**Goal of the exercise**
Could you copy every line of the data that contains the word "construction"?

%%

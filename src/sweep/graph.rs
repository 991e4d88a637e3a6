/*
 * SPDX-FileCopyrightText: 2025 Tommaso Fontana
 * SPDX-FileCopyrightText: 2025 Sebastiano Vigna
 *
 * SPDX-License-Identifier: Apache-2.0 OR LGPL-2.1-or-later
 */

//! Directed-graph machinery for sweep-plan construction.
//!
//! Everything here is deterministic by construction: strongly connected
//! components come from an iterative Tarjan visit, feedback arcs are chosen
//! greedily in a caller-supplied key order, and topological orders break
//! ties through the same keys. Two ranks running these routines on the same
//! graph produce bit-identical results.

use std::cmp::Reverse;
use std::collections::BinaryHeap;

/// A small dense digraph over nodes `0..n`.
#[derive(Debug, Clone)]
pub struct Digraph {
    succ: Vec<Vec<u32>>,
    num_arcs: usize,
}

impl Digraph {
    pub fn new(num_nodes: usize) -> Self {
        Digraph {
            succ: vec![Vec::new(); num_nodes],
            num_arcs: 0,
        }
    }

    pub fn from_arcs(num_nodes: usize, arcs: impl IntoIterator<Item = (u32, u32)>) -> Self {
        let mut g = Digraph::new(num_nodes);
        for (u, v) in arcs {
            g.add_arc(u, v);
        }
        g
    }

    /// Adds the arc `u -> v` unless already present.
    pub fn add_arc(&mut self, u: u32, v: u32) {
        let succ = &mut self.succ[u as usize];
        if !succ.contains(&v) {
            succ.push(v);
            self.num_arcs += 1;
        }
    }

    pub fn num_nodes(&self) -> usize {
        self.succ.len()
    }

    pub fn num_arcs(&self) -> usize {
        self.num_arcs
    }

    pub fn successors(&self, u: u32) -> &[u32] {
        &self.succ[u as usize]
    }

    /// All arcs in `(source, destination)` order.
    pub fn arcs(&self) -> impl Iterator<Item = (u32, u32)> + '_ {
        self.succ
            .iter()
            .enumerate()
            .flat_map(|(u, vs)| vs.iter().map(move |&v| (u as u32, v)))
    }

    /// Returns a copy of this graph without the given arcs.
    pub fn without_arcs(&self, removed: &[(u32, u32)]) -> Digraph {
        Digraph::from_arcs(
            self.num_nodes(),
            self.arcs().filter(|arc| !removed.contains(arc)),
        )
    }

    /// In-degree of every node.
    pub fn in_degrees(&self) -> Vec<usize> {
        let mut deg = vec![0; self.num_nodes()];
        for (_, v) in self.arcs() {
            deg[v as usize] += 1;
        }
        deg
    }
}

/// Strongly connected components, numbered from 0.
#[derive(Debug, Clone)]
pub struct Sccs {
    pub num_components: usize,
    /// Component index of every node.
    pub components: Vec<u32>,
}

impl Sccs {
    /// Whether every component is a single node, i.e. the graph is a DAG
    /// apart from self-loops (which sweep graphs never have).
    pub fn all_trivial(&self) -> bool {
        self.num_components == self.components.len()
    }

    pub fn component_sizes(&self) -> Vec<usize> {
        let mut sizes = vec![0; self.num_components];
        for &c in &self.components {
            sizes[c as usize] += 1;
        }
        sizes
    }
}

/// Tarjan's strongly-connected-components algorithm, iterative.
pub fn tarjan_sccs(graph: &Digraph) -> Sccs {
    let n = graph.num_nodes();
    const UNVISITED: u32 = u32::MAX;
    let mut index = vec![UNVISITED; n];
    let mut low_link = vec![0u32; n];
    let mut on_stack = vec![false; n];
    let mut component = vec![0u32; n];
    let mut stack: Vec<u32> = Vec::new();
    let mut next_index = 0u32;
    let mut num_components = 0u32;
    // (node, next successor position) visit frames.
    let mut frames: Vec<(u32, usize)> = Vec::new();

    for root in 0..n as u32 {
        if index[root as usize] != UNVISITED {
            continue;
        }
        frames.push((root, 0));
        index[root as usize] = next_index;
        low_link[root as usize] = next_index;
        next_index += 1;
        stack.push(root);
        on_stack[root as usize] = true;

        while let Some(&mut (node, ref mut pos)) = frames.last_mut() {
            let succ = graph.successors(node);
            if *pos < succ.len() {
                let next = succ[*pos];
                *pos += 1;
                if index[next as usize] == UNVISITED {
                    index[next as usize] = next_index;
                    low_link[next as usize] = next_index;
                    next_index += 1;
                    stack.push(next);
                    on_stack[next as usize] = true;
                    frames.push((next, 0));
                } else if on_stack[next as usize] {
                    low_link[node as usize] = low_link[node as usize].min(index[next as usize]);
                }
            } else {
                frames.pop();
                if let Some(&mut (parent, _)) = frames.last_mut() {
                    low_link[parent as usize] =
                        low_link[parent as usize].min(low_link[node as usize]);
                }
                if low_link[node as usize] == index[node as usize] {
                    while let Some(top) = stack.pop() {
                        on_stack[top as usize] = false;
                        component[top as usize] = num_components;
                        if top == node {
                            break;
                        }
                    }
                    num_components += 1;
                }
            }
        }
    }
    Sccs {
        num_components: num_components as usize,
        components: component,
    }
}

/// Computes a deterministic feedback arc set.
///
/// While the graph has a non-trivial strongly connected component, the arc
/// inside such a component with the smallest `key` is removed; the removed
/// arcs are returned in removal order. Every caller passing the same graph
/// and keys gets the same set.
pub fn feedback_arcs(graph: &Digraph, key: impl Fn(u32, u32) -> (u64, u64)) -> Vec<(u32, u32)> {
    let mut removed: Vec<(u32, u32)> = Vec::new();
    loop {
        let working = graph.without_arcs(&removed);
        let sccs = tarjan_sccs(&working);
        if sccs.all_trivial() {
            return removed;
        }
        let sizes = sccs.component_sizes();
        let candidate = working
            .arcs()
            .filter(|&(u, v)| {
                let cu = sccs.components[u as usize];
                cu == sccs.components[v as usize] && sizes[cu as usize] > 1
            })
            .min_by_key(|&(u, v)| key(u, v))
            .expect("non-trivial component with no internal arc");
        removed.push(candidate);
    }
}

/// Kahn topological order with deterministic tie-breaking: among ready
/// nodes, the one with the smallest `key` comes first. Returns `None` on a
/// cyclic graph.
pub fn topological_order(graph: &Digraph, key: impl Fn(u32) -> u64) -> Option<Vec<u32>> {
    let n = graph.num_nodes();
    let mut in_deg = graph.in_degrees();
    let mut ready: BinaryHeap<Reverse<(u64, u32)>> = (0..n as u32)
        .filter(|&u| in_deg[u as usize] == 0)
        .map(|u| Reverse((key(u), u)))
        .collect();
    let mut order = Vec::with_capacity(n);
    while let Some(Reverse((_, u))) = ready.pop() {
        order.push(u);
        for &v in graph.successors(u) {
            in_deg[v as usize] -= 1;
            if in_deg[v as usize] == 0 {
                ready.push(Reverse((key(v), v)));
            }
        }
    }
    (order.len() == n).then_some(order)
}

/// Levels every node by longest path from a source. Returns `None` on a
/// cyclic graph.
pub fn level_by_longest_path(graph: &Digraph) -> Option<Vec<u32>> {
    let order = topological_order(graph, |u| u as u64)?;
    let mut level = vec![0u32; graph.num_nodes()];
    for &u in &order {
        for &v in graph.successors(u) {
            level[v as usize] = level[v as usize].max(level[u as usize] + 1);
        }
    }
    Some(level)
}

#[cfg(test)]
mod test {
    use super::*;

    #[test]
    fn test_tarjan_dag() {
        let g = Digraph::from_arcs(4, [(0, 1), (0, 2), (2, 3), (1, 3)]);
        let sccs = tarjan_sccs(&g);
        assert!(sccs.all_trivial());
        assert_eq!(sccs.num_components, 4);
    }

    #[test]
    fn test_tarjan_cycle() {
        let g = Digraph::from_arcs(4, [(0, 1), (1, 2), (2, 0), (1, 3)]);
        let sccs = tarjan_sccs(&g);
        assert_eq!(sccs.num_components, 2);
        assert_eq!(sccs.components[0], sccs.components[1]);
        assert_eq!(sccs.components[0], sccs.components[2]);
        assert_ne!(sccs.components[0], sccs.components[3]);
    }

    #[test]
    fn test_feedback_single_cycle() {
        let g = Digraph::from_arcs(3, [(0, 1), (1, 2), (2, 0)]);
        let fb = feedback_arcs(&g, |u, v| (u as u64, v as u64));
        assert_eq!(fb, vec![(0, 1)]);
        assert!(tarjan_sccs(&g.without_arcs(&fb)).all_trivial());
    }

    #[test]
    fn test_feedback_two_cycles() {
        // Two disjoint 2-cycles need exactly one arc removed each.
        let g = Digraph::from_arcs(4, [(0, 1), (1, 0), (2, 3), (3, 2)]);
        let fb = feedback_arcs(&g, |u, v| (u as u64, v as u64));
        assert_eq!(fb, vec![(0, 1), (2, 3)]);
    }

    #[test]
    fn test_feedback_is_deterministic_under_arc_insertion_order() {
        let arcs = [(2u32, 0u32), (0, 1), (1, 2)];
        let a = Digraph::from_arcs(3, arcs);
        let mut rev = arcs;
        rev.reverse();
        let b = Digraph::from_arcs(3, rev);
        let key = |u: u32, v: u32| (u as u64, v as u64);
        assert_eq!(feedback_arcs(&a, key), feedback_arcs(&b, key));
    }

    #[test]
    fn test_topological_order_ties() {
        let g = Digraph::from_arcs(4, [(0, 1), (0, 2), (2, 3), (1, 3)]);
        let order = topological_order(&g, |u| u as u64).unwrap();
        assert_eq!(order, vec![0, 1, 2, 3]);
        // Reversing the key order flips the tie between 1 and 2.
        let order = topological_order(&g, |u| 10 - u as u64).unwrap();
        assert_eq!(order, vec![0, 2, 1, 3]);
    }

    #[test]
    fn test_topological_order_cycle() {
        let g = Digraph::from_arcs(2, [(0, 1), (1, 0)]);
        assert!(topological_order(&g, |u| u as u64).is_none());
    }

    #[test]
    fn test_leveling() {
        let g = Digraph::from_arcs(5, [(0, 1), (1, 2), (0, 3), (3, 4), (4, 2)]);
        let levels = level_by_longest_path(&g).unwrap();
        assert_eq!(levels, vec![0, 1, 3, 1, 2]);
    }
}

%%

**Task output**
//! Directed-graph machinery for sweep-plan construction.
//! Everything here is deterministic by construction: strongly connected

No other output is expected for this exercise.